THE PROBLEM:
Write out only the opening lines of the entries, through the line with "use scholar_core::ScholarConfig;".

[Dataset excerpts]

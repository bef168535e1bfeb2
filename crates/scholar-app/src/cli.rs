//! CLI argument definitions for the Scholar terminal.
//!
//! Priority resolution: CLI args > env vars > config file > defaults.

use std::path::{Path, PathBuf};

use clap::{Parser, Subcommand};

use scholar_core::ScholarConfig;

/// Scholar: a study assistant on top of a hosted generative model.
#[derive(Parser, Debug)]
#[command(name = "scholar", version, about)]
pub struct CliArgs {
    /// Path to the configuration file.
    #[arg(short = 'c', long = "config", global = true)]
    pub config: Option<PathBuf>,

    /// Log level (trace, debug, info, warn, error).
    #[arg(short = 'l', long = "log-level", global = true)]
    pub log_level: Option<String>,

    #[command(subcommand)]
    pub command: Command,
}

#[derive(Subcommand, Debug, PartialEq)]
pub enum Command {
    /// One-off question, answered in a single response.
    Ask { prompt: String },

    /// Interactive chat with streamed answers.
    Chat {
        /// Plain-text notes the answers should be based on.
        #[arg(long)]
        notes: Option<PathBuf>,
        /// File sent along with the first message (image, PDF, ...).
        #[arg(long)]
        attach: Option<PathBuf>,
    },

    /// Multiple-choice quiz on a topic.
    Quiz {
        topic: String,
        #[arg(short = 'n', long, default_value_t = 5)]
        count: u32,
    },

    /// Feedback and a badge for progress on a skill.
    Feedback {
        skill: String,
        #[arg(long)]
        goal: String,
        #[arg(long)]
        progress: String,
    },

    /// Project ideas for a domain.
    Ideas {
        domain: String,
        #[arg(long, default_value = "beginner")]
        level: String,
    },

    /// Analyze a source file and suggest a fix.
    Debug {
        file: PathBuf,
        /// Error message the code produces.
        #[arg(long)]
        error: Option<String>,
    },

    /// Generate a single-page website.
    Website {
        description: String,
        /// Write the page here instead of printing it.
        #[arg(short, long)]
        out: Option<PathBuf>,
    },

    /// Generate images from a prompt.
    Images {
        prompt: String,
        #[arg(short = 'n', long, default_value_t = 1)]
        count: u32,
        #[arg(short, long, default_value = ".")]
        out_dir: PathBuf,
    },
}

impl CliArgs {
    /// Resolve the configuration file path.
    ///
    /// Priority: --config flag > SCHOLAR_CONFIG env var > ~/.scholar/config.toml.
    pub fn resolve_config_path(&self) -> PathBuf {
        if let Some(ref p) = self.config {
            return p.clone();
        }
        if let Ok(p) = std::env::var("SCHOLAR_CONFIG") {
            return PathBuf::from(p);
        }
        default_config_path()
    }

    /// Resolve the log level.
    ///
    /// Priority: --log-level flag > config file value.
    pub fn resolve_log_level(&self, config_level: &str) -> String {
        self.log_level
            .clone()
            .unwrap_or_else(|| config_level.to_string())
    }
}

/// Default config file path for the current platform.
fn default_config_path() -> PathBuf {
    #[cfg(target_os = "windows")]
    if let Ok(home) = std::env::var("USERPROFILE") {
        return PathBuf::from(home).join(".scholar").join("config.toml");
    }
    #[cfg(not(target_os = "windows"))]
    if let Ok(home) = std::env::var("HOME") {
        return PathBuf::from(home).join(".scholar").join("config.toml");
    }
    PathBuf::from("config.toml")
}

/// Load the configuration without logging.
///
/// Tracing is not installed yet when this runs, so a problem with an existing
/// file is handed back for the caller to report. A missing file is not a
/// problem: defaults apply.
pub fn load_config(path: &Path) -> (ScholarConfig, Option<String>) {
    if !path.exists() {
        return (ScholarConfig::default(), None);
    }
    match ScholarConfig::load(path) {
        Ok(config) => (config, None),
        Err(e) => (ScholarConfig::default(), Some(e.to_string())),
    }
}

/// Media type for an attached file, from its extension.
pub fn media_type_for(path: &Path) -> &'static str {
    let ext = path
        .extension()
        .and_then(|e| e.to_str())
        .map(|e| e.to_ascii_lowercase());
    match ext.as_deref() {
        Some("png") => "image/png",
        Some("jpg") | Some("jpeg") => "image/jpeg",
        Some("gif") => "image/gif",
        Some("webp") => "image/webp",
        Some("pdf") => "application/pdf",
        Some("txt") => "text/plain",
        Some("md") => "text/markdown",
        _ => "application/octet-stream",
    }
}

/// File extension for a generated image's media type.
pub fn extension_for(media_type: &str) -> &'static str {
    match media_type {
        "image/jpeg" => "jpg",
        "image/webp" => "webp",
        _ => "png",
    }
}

TASK SOLUTION:
repository bef168535e1bfeb2
filename crates/scholar-app/src/cli.rs
//! CLI argument definitions for the Scholar terminal.
//!
//! Priority resolution: CLI args > env vars > config file > defaults.

use std::path::{Path, PathBuf};

use clap::{Parser, Subcommand};

use scholar_core::ScholarConfig;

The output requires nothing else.